/---
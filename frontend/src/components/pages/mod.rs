pub mod exercise_list;
pub mod exercise_selection;
pub mod not_found;
pub mod schedule;
pub mod select_workout;
pub mod workout_editor;
pub mod workout_list;

use workout_planner::pages::{CheckboxList, CheckboxRow, PageContent};
use workout_planner::Association;
use yew::prelude::*;

use super::association_checkbox::AssociationCheckbox;

/// Loading text, a fixed message, or the rendered content
pub fn render_content<L>(content: &PageContent<L>, ready: impl FnOnce(&L) -> Html) -> Html {
    match content {
        PageContent::Loading => html! { <p class="loading">{"Loading..."}</p> },
        PageContent::Message(message) => html! { <p class="page-message">{*message}</p> },
        PageContent::Ready(inner) => ready(inner),
    }
}

pub fn render_checkboxes(
    list: &CheckboxList,
    on_toggle: &Callback<(Association, bool)>,
    extra: impl Fn(&CheckboxRow) -> Html,
) -> Html {
    html! {
        <div class="association-list">
            {for list.rows().iter().map(|row| html! {
                <AssociationCheckbox row={row.clone()} on_toggle={on_toggle.clone()}>
                    {extra(row)}
                </AssociationCheckbox>
            })}
        </div>
    }
}
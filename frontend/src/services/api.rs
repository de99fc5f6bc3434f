use async_trait::async_trait;
use gloo::net::http::Request;
use workout_planner::{ApiClient, ApiRequest, ApiResponse, ClientError, HttpTransport, Method};

/// API client for communicating with the planner server
pub type PlannerApi = ApiClient<GlooTransport>;

/// Sends requests with the browser's `fetch` through `gloo::net`
#[derive(Debug, Clone, Copy, Default, PartialEq)]
pub struct GlooTransport;

#[async_trait(?Send)]
impl HttpTransport for GlooTransport {
    async fn send(&self, request: ApiRequest) -> Result<ApiResponse, ClientError> {
        let builder = match request.method {
            Method::Get => Request::get(&request.url),
            Method::Post => Request::post(&request.url),
            Method::Put => Request::put(&request.url),
            Method::Delete => Request::delete(&request.url),
        }
        .header("Content-Type", "application/json");

        let response = match request.body {
            Some(body) => builder.body(body).map_err(network_error)?.send().await,
            None => builder.send().await,
        }
        .map_err(network_error)?;

        let status = response.status();
        let body = response.text().await.map_err(network_error)?;
        Ok(ApiResponse::new(status, body))
    }
}

fn network_error(err: gloo::net::Error) -> ClientError {
    ClientError::Network(err.to_string())
}
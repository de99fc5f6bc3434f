use std::cell::{Ref, RefCell};
use std::rc::Rc;

use workout_planner::pages::PageHandle;
use yew::prelude::*;

/// A page model shared between the component and its async tasks.
///
/// Async page operations reach the model through [`PageHandle`], which
/// borrows it only between awaits and re-renders after every change.
pub struct PageModel<P> {
    inner: Rc<RefCell<P>>,
    refresh: UseForceUpdateHandle,
}

impl<P> Clone for PageModel<P> {
    fn clone(&self) -> Self {
        Self {
            inner: self.inner.clone(),
            refresh: self.refresh.clone(),
        }
    }
}

impl<P> PageModel<P> {
    pub fn read(&self) -> Ref<'_, P> {
        self.inner.borrow()
    }

    pub fn update<R>(&self, f: impl FnOnce(&mut P) -> R) -> R {
        let result = f(&mut self.inner.borrow_mut());
        self.refresh.force_update();
        result
    }
}

impl<P> PageHandle<P> for PageModel<P> {
    fn with<R>(&self, f: impl FnOnce(&mut P) -> R) -> R {
        self.update(f)
    }
}

#[hook]
pub fn use_page_model<P: 'static, F>(init: F) -> PageModel<P>
where
    F: FnOnce() -> P,
{
    let inner = use_mut_ref(init);
    let refresh = use_force_update();
    PageModel { inner, refresh }
}
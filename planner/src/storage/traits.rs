//! # Storage Traits
//!
//! Key/value storage with the semantics of the browser's Web Storage API.
//! The domain layer only sees this trait so the day identifier cache can be
//! backed by `localStorage` in the browser and by memory elsewhere.

use crate::error::ClientError;

pub trait SessionStorage {
    /// Value stored under `key`, or `None` if there is none
    fn get_item(&self, key: &str) -> Result<Option<String>, ClientError>;

    /// Store `value` under `key`, replacing any previous value
    fn set_item(&self, key: &str, value: &str) -> Result<(), ClientError>;

    /// Remove `key`; removing a missing key is not an error
    fn remove_item(&self, key: &str) -> Result<(), ClientError>;
}

impl<S: SessionStorage + ?Sized> SessionStorage for &S {
    fn get_item(&self, key: &str) -> Result<Option<String>, ClientError> {
        (**self).get_item(key)
    }

    fn set_item(&self, key: &str, value: &str) -> Result<(), ClientError> {
        (**self).set_item(key, value)
    }

    fn remove_item(&self, key: &str) -> Result<(), ClientError> {
        (**self).remove_item(key)
    }
}
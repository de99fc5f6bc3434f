//! Error taxonomy for the planner client.

use thiserror::Error;

/// Identifier that a page expects to find in its URL
#[derive(Debug, Clone, Copy, PartialEq, Eq)]
pub enum IdKind {
    Day,
    Workout,
    Exercise,
}

impl IdKind {
    /// Text shown in place of the page content when the id is absent
    pub fn missing_message(self) -> &'static str {
        match self {
            IdKind::Day => "Day ID is missing from the URL.",
            IdKind::Workout => "Workout ID is missing from the URL.",
            IdKind::Exercise => "Exercise ID is missing from the URL.",
        }
    }
}

#[derive(Debug, Clone, PartialEq, Error)]
pub enum ClientError {
    /// The request never produced a response
    #[error("Network error: {0}")]
    Network(String),

    /// The server answered with a non-success HTTP status
    #[error("Server error {status}: {body}")]
    Status { status: u16, body: String },

    /// The server answered successfully but flagged the operation as failed
    #[error("{0}")]
    Rejected(String),

    /// The response body could not be decoded
    #[error("Failed to parse response: {0}")]
    Parse(String),

    /// A required identifier was absent or malformed in the URL
    #[error("{}", .0.missing_message())]
    MissingParameter(IdKind),

    /// The key/value storage backend refused a read or write
    #[error("Storage error: {0}")]
    Storage(String),
}

impl ClientError {
    /// Server-provided message, if this error carries one
    pub fn server_message(&self) -> Option<&str> {
        match self {
            ClientError::Rejected(message) if !message.trim().is_empty() => Some(message),
            _ => None,
        }
    }
}

impl From<serde_json::Error> for ClientError {
    fn from(err: serde_json::Error) -> Self {
        ClientError::Parse(err.to_string())
    }
}
use wasm_bindgen::JsValue;
use web_sys::Storage;
use workout_planner::{ClientError, SessionStorage};

/// The page's `localStorage`, so day identifiers survive reloads
#[derive(Debug, Clone, Copy, Default, PartialEq)]
pub struct BrowserStorage;

impl BrowserStorage {
    fn area(&self) -> Result<Storage, ClientError> {
        let window = web_sys::window()
            .ok_or_else(|| ClientError::Storage("no window".to_string()))?;
        window
            .local_storage()
            .map_err(storage_error)?
            .ok_or_else(|| ClientError::Storage("localStorage is unavailable".to_string()))
    }
}

impl SessionStorage for BrowserStorage {
    fn get_item(&self, key: &str) -> Result<Option<String>, ClientError> {
        self.area()?.get_item(key).map_err(storage_error)
    }

    fn set_item(&self, key: &str, value: &str) -> Result<(), ClientError> {
        self.area()?.set_item(key, value).map_err(storage_error)
    }

    fn remove_item(&self, key: &str) -> Result<(), ClientError> {
        self.area()?.remove_item(key).map_err(storage_error)
    }
}

fn storage_error(value: JsValue) -> ClientError {
    ClientError::Storage(value.as_string().unwrap_or_else(|| format!("{:?}", value)))
}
\---
▸ EXERCISE INSTRUCTIONS: What is needed here is a word-for-word copy of the whole listing.

▸ FINAL ANSWER:
filename frontend/src/components/pages/mod.rs
pub mod exercise_list;
pub mod exercise_selection;
pub mod not_found;
pub mod schedule;
pub mod select_workout;
pub mod workout_editor;
pub mod workout_list;

use workout_planner::pages::{CheckboxList, CheckboxRow, PageContent};
use workout_planner::Association;
use yew::prelude::*;

use super::association_checkbox::AssociationCheckbox;

/// Loading text, a fixed message, or the rendered content
pub fn render_content<L>(content: &PageContent<L>, ready: impl FnOnce(&L) -> Html) -> Html {
    match content {
        PageContent::Loading => html! { <p class="loading">{"Loading..."}</p> },
        PageContent::Message(message) => html! { <p class="page-message">{*message}</p> },
        PageContent::Ready(inner) => ready(inner),
    }
}

pub fn render_checkboxes(
    list: &CheckboxList,
    on_toggle: &Callback<(Association, bool)>,
    extra: impl Fn(&CheckboxRow) -> Html,
) -> Html {
    html! {
        <div class="association-list">
            {for list.rows().iter().map(|row| html! {
                <AssociationCheckbox row={row.clone()} on_toggle={on_toggle.clone()}>
                    {extra(row)}
                </AssociationCheckbox>
            })}
        </div>
    }
}
filename frontend/src/services/api.rs
repository de99fc5f6bc3434f
use async_trait::async_trait;
use gloo::net::http::Request;
use workout_planner::{ApiClient, ApiRequest, ApiResponse, ClientError, HttpTransport, Method};

/// API client for communicating with the planner server
pub type PlannerApi = ApiClient<GlooTransport>;

/// Sends requests with the browser's `fetch` through `gloo::net`
#[derive(Debug, Clone, Copy, Default, PartialEq)]
pub struct GlooTransport;

#[async_trait(?Send)]
impl HttpTransport for GlooTransport {
    async fn send(&self, request: ApiRequest) -> Result<ApiResponse, ClientError> {
        let builder = match request.method {
            Method::Get => Request::get(&request.url),
            Method::Post => Request::post(&request.url),
            Method::Put => Request::put(&request.url),
            Method::Delete => Request::delete(&request.url),
        }
        .header("Content-Type", "application/json");

        let response = match request.body {
            Some(body) => builder.body(body).map_err(network_error)?.send().await,
            None => builder.send().await,
        }
        .map_err(network_error)?;

        let status = response.status();
        let body = response.text().await.map_err(network_error)?;
        Ok(ApiResponse::new(status, body))
    }
}

fn network_error(err: gloo::net::Error) -> ClientError {
    ClientError::Network(err.to_string())
}
repository de99fc5f6bc3434f
use std::cell::{Ref, RefCell};
use std::rc::Rc;

use workout_planner::pages::PageHandle;
use yew::prelude::*;

/// A page model shared between the component and its async tasks.
///
/// Async page operations reach the model through [`PageHandle`], which
/// borrows it only between awaits and re-renders after every change.
pub struct PageModel<P> {
    inner: Rc<RefCell<P>>,
    refresh: UseForceUpdateHandle,
}

impl<P> Clone for PageModel<P> {
    fn clone(&self) -> Self {
        Self {
            inner: self.inner.clone(),
            refresh: self.refresh.clone(),
        }
    }
}

impl<P> PageModel<P> {
    pub fn read(&self) -> Ref<'_, P> {
        self.inner.borrow()
    }

    pub fn update<R>(&self, f: impl FnOnce(&mut P) -> R) -> R {
        let result = f(&mut self.inner.borrow_mut());
        self.refresh.force_update();
        result
    }
}

impl<P> PageHandle<P> for PageModel<P> {
    fn with<R>(&self, f: impl FnOnce(&mut P) -> R) -> R {
        self.update(f)
    }
}

#[hook]
pub fn use_page_model<P: 'static, F>(init: F) -> PageModel<P>
where
    F: FnOnce() -> P,
{
    let inner = use_mut_ref(init);
    let refresh = use_force_update();
    PageModel { inner, refresh }
}
filename planner/src/storage/traits.rs
//! # Storage Traits
//!
//! Key/value storage with the semantics of the browser's Web Storage API.
//! The domain layer only sees this trait so the day identifier cache can be
//! backed by `localStorage` in the browser and by memory elsewhere.

use crate::error::ClientError;

pub trait SessionStorage {
    /// Value stored under `key`, or `None` if there is none
    fn get_item(&self, key: &str) -> Result<Option<String>, ClientError>;

    /// Store `value` under `key`, replacing any previous value
    fn set_item(&self, key: &str, value: &str) -> Result<(), ClientError>;

    /// Remove `key`; removing a missing key is not an error
    fn remove_item(&self, key: &str) -> Result<(), ClientError>;
}

impl<S: SessionStorage + ?Sized> SessionStorage for &S {
    fn get_item(&self, key: &str) -> Result<Option<String>, ClientError> {
        (**self).get_item(key)
    }

    fn set_item(&self, key: &str, value: &str) -> Result<(), ClientError> {
        (**self).set_item(key, value)
    }

    fn remove_item(&self, key: &str) -> Result<(), ClientError> {
        (**self).remove_item(key)
    }
}
repository de99fc5f6bc3434f
//! Error taxonomy for the planner client.

use thiserror::Error;

/// Identifier that a page expects to find in its URL
#[derive(Debug, Clone, Copy, PartialEq, Eq)]
pub enum IdKind {
    Day,
    Workout,
    Exercise,
}

impl IdKind {
    /// Text shown in place of the page content when the id is absent
    pub fn missing_message(self) -> &'static str {
        match self {
            IdKind::Day => "Day ID is missing from the URL.",
            IdKind::Workout => "Workout ID is missing from the URL.",
            IdKind::Exercise => "Exercise ID is missing from the URL.",
        }
    }
}

#[derive(Debug, Clone, PartialEq, Error)]
pub enum ClientError {
    /// The request never produced a response
    #[error("Network error: {0}")]
    Network(String),

    /// The server answered with a non-success HTTP status
    #[error("Server error {status}: {body}")]
    Status { status: u16, body: String },

    /// The server answered successfully but flagged the operation as failed
    #[error("{0}")]
    Rejected(String),

    /// The response body could not be decoded
    #[error("Failed to parse response: {0}")]
    Parse(String),

    /// A required identifier was absent or malformed in the URL
    #[error("{}", .0.missing_message())]
    MissingParameter(IdKind),

    /// The key/value storage backend refused a read or write
    #[error("Storage error: {0}")]
    Storage(String),
}

impl ClientError {
    /// Server-provided message, if this error carries one
    pub fn server_message(&self) -> Option<&str> {
        match self {
            ClientError::Rejected(message) if !message.trim().is_empty() => Some(message),
            _ => None,
        }
    }
}

impl From<serde_json::Error> for ClientError {
    fn from(err: serde_json::Error) -> Self {
        ClientError::Parse(err.to_string())
    }
}
use wasm_bindgen::JsValue;
use web_sys::Storage;
use workout_planner::{ClientError, SessionStorage};

/// The page's `localStorage`, so day identifiers survive reloads
#[derive(Debug, Clone, Copy, Default, PartialEq)]
pub struct BrowserStorage;

impl BrowserStorage {
    fn area(&self) -> Result<Storage, ClientError> {
        let window = web_sys::window()
            .ok_or_else(|| ClientError::Storage("no window".to_string()))?;
        window
            .local_storage()
            .map_err(storage_error)?
            .ok_or_else(|| ClientError::Storage("localStorage is unavailable".to_string()))
    }
}

impl SessionStorage for BrowserStorage {
    fn get_item(&self, key: &str) -> Result<Option<String>, ClientError> {
        self.area()?.get_item(key).map_err(storage_error)
    }

    fn set_item(&self, key: &str, value: &str) -> Result<(), ClientError> {
        self.area()?.set_item(key, value).map_err(storage_error)
    }

    fn remove_item(&self, key: &str) -> Result<(), ClientError> {
        self.area()?.remove_item(key).map_err(storage_error)
    }
}

fn storage_error(value: JsValue) -> ClientError {
    ClientError::Storage(value.as_string().unwrap_or_else(|| format!("{:?}", value)))
}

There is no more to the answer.